La recherche d'un nouveau directeur du FBI débute "immédiatement", a précisé la Maison Blanche.

Dans un courrier adressé à James Comey, et rendu public par l'exécutif américain, Donald Trump lui signifie qu'il met fin à ses fonctions "avec effet immédiat".

"Si j'ai apprécié que vous m'ayez informé, en trois occasions distinctes, du fait que je ne faisais pas l'objet d'une enquête, je suis cependant d'accord avec l'analyse du ministère de la Justice selon lequel vous n'êtes pas capable de diriger de manière efficace le Bureau", ajoute-t-il.

Ironie de l'histoire: la raison officiellement avancée par l'exécutif américain pour ce limogeage est la façon dont M. Comey, 56 ans, a géré le dossier des emails de l'ancienne secrétaire d'Etat Hillary Clinton, rivale de M. Trump durant la campagne de 2016.

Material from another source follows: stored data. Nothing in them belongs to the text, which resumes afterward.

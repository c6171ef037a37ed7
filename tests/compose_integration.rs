use mailcraft::convert::MarkdownConverter;
use mailcraft::templating::{DefaultTemplates, TemplateEngine};
use mailcraft::{ComposeError, Composer, MessageConfig, SendIntent, compose};
use std::fs;
use tempfile::TempDir;

fn setup_templates() -> (TempDir, TemplateEngine) {
    let temp_dir = TempDir::new().unwrap();
    let template_path = temp_dir.path();

    fs::write(
        template_path.join("receipt.txt.liquid"),
        "Order {{ order_id }} for {{ recipient }}\n{{ body }}",
    )
    .unwrap();
    fs::write(
        template_path.join("receipt.html.liquid"),
        "<h1>Order {{ order_id }}</h1>{% if body != \"\" %}<p>{{ body }}</p>{% endif %}",
    )
    .unwrap();

    let engine = TemplateEngine::new(template_path.to_path_buf());
    (temp_dir, engine)
}

#[test]
fn test_plain_text_email_stays_plain() {
    let (_temp_dir, engine) = setup_templates();
    let converter = MarkdownConverter::new();
    let defaults = DefaultTemplates::default();

    let config = MessageConfig::builder("user@example.com", "Notes")
        .text_body("Line one\n\nLine two")
        .build()
        .unwrap();

    let composed = compose(
        &config,
        SendIntent::text_only(),
        &defaults,
        &engine,
        &converter,
    )
    .unwrap();

    assert_eq!(composed.text.as_deref(), Some("Line one\n\nLine two"));
    assert_eq!(composed.html, None);
}

#[test]
fn test_text_body_is_rendered_as_markdown_html() {
    let (_temp_dir, engine) = setup_templates();
    let converter = MarkdownConverter::new();
    let defaults = DefaultTemplates::default();

    let config = MessageConfig::builder("user@example.com", "Notes")
        .text_body("Line one\n\nLine two")
        .build()
        .unwrap();

    let composed = compose(
        &config,
        SendIntent::default(),
        &defaults,
        &engine,
        &converter,
    )
    .unwrap();

    assert_eq!(composed.text.as_deref(), Some("Line one\n\nLine two"));
    assert_eq!(
        composed.html.as_deref(),
        Some("<p>Line one</p>\n<p>Line two</p>\n")
    );
}

#[test]
fn test_both_custom_templates_render_with_context() {
    let (_temp_dir, engine) = setup_templates();
    let converter = MarkdownConverter::new();
    let defaults = DefaultTemplates::default();

    let config = MessageConfig::builder("buyer@example.com", "Your order")
        .text_template("receipt.txt.liquid")
        .html_template("receipt.html.liquid")
        .text_body("Thanks!")
        .context("order_id", "A-42")
        .build()
        .unwrap();

    let composed = Composer::new(&defaults, &engine, &converter)
        .compose(&config, SendIntent::default())
        .unwrap();

    assert_eq!(
        composed.text.as_deref(),
        Some("Order A-42 for buyer@example.com\nThanks!")
    );
    assert_eq!(composed.html.as_deref(), Some("<h1>Order A-42</h1>"));
}

#[test]
fn test_single_template_requires_body_for_other_part() {
    let (_temp_dir, engine) = setup_templates();
    let converter = MarkdownConverter::new();
    let defaults = DefaultTemplates::default();

    let ambiguous = MessageConfig::builder("buyer@example.com", "Your order")
        .html_template("receipt.html.liquid")
        .build()
        .unwrap();
    let result = compose(
        &ambiguous,
        SendIntent::default(),
        &defaults,
        &engine,
        &converter,
    );
    assert!(matches!(result, Err(ComposeError::AmbiguousTemplateIntent)));

    let covered = MessageConfig::builder("buyer@example.com", "Your order")
        .html_template("receipt.html.liquid")
        .text_body("Order A-42 is on its way")
        .context("order_id", "A-42")
        .build()
        .unwrap();
    let composed = compose(
        &covered,
        SendIntent::default(),
        &defaults,
        &engine,
        &converter,
    )
    .unwrap();
    assert_eq!(composed.text.as_deref(), Some("Order A-42 is on its way"));
    assert_eq!(composed.html.as_deref(), Some("<h1>Order A-42</h1>"));
}

#[test]
fn test_missing_custom_template_propagates() {
    let (_temp_dir, engine) = setup_templates();
    let converter = MarkdownConverter::new();
    let defaults = DefaultTemplates::default();

    let config = MessageConfig::builder("user@example.com", "Missing")
        .text_template("nope.txt.liquid")
        .build()
        .unwrap();

    let result = compose(
        &config,
        SendIntent::text_only(),
        &defaults,
        &engine,
        &converter,
    );
    assert!(matches!(result, Err(ComposeError::Template(_))));
}

#[test]
fn test_branded_default_template_from_directory() {
    let (temp_dir, engine) = setup_templates();
    fs::write(
        temp_dir.path().join("brand.html.liquid"),
        "<div class=\"brand\">{{ body }}</div>",
    )
    .unwrap();

    let converter = MarkdownConverter::new();
    let defaults = DefaultTemplates::new(
        mailcraft::templating::DEFAULT_TEXT_TEMPLATE,
        "brand.html.liquid",
    );

    let config = MessageConfig::builder("user@example.com", "Branded")
        .text_body("**Hi**")
        .build()
        .unwrap();

    let composed = compose(
        &config,
        SendIntent::default(),
        &defaults,
        &engine,
        &converter,
    )
    .unwrap();

    assert_eq!(composed.text.as_deref(), Some("**Hi**"));
    assert_eq!(
        composed.html.as_deref(),
        Some("<div class=\"brand\"><p><strong>Hi</strong></p>\n</div>")
    );
}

Le 28 octobre, James Comey provoquait une véritable déflagration dans la dernière ligne droite de la campagne présidentielle: il annonçait au Congrès la découverte de nouveaux messages justifiant une relance des investigations closes au mois de juillet précédent sur les emails de Mme Clinton.

Ce n'est que deux jours avant le scrutin du 8 novembre que M. Comey annoncera n'avoir finalement rien trouvé de pénalement répréhensible.

L'ex-candidate démocrate a estimé il y a quelques jours que sans l'initiative de ce dernier – et la diffusion par Wikileaks d'emails de sa campagne -, elle aurait emporté l'élection présidentielle.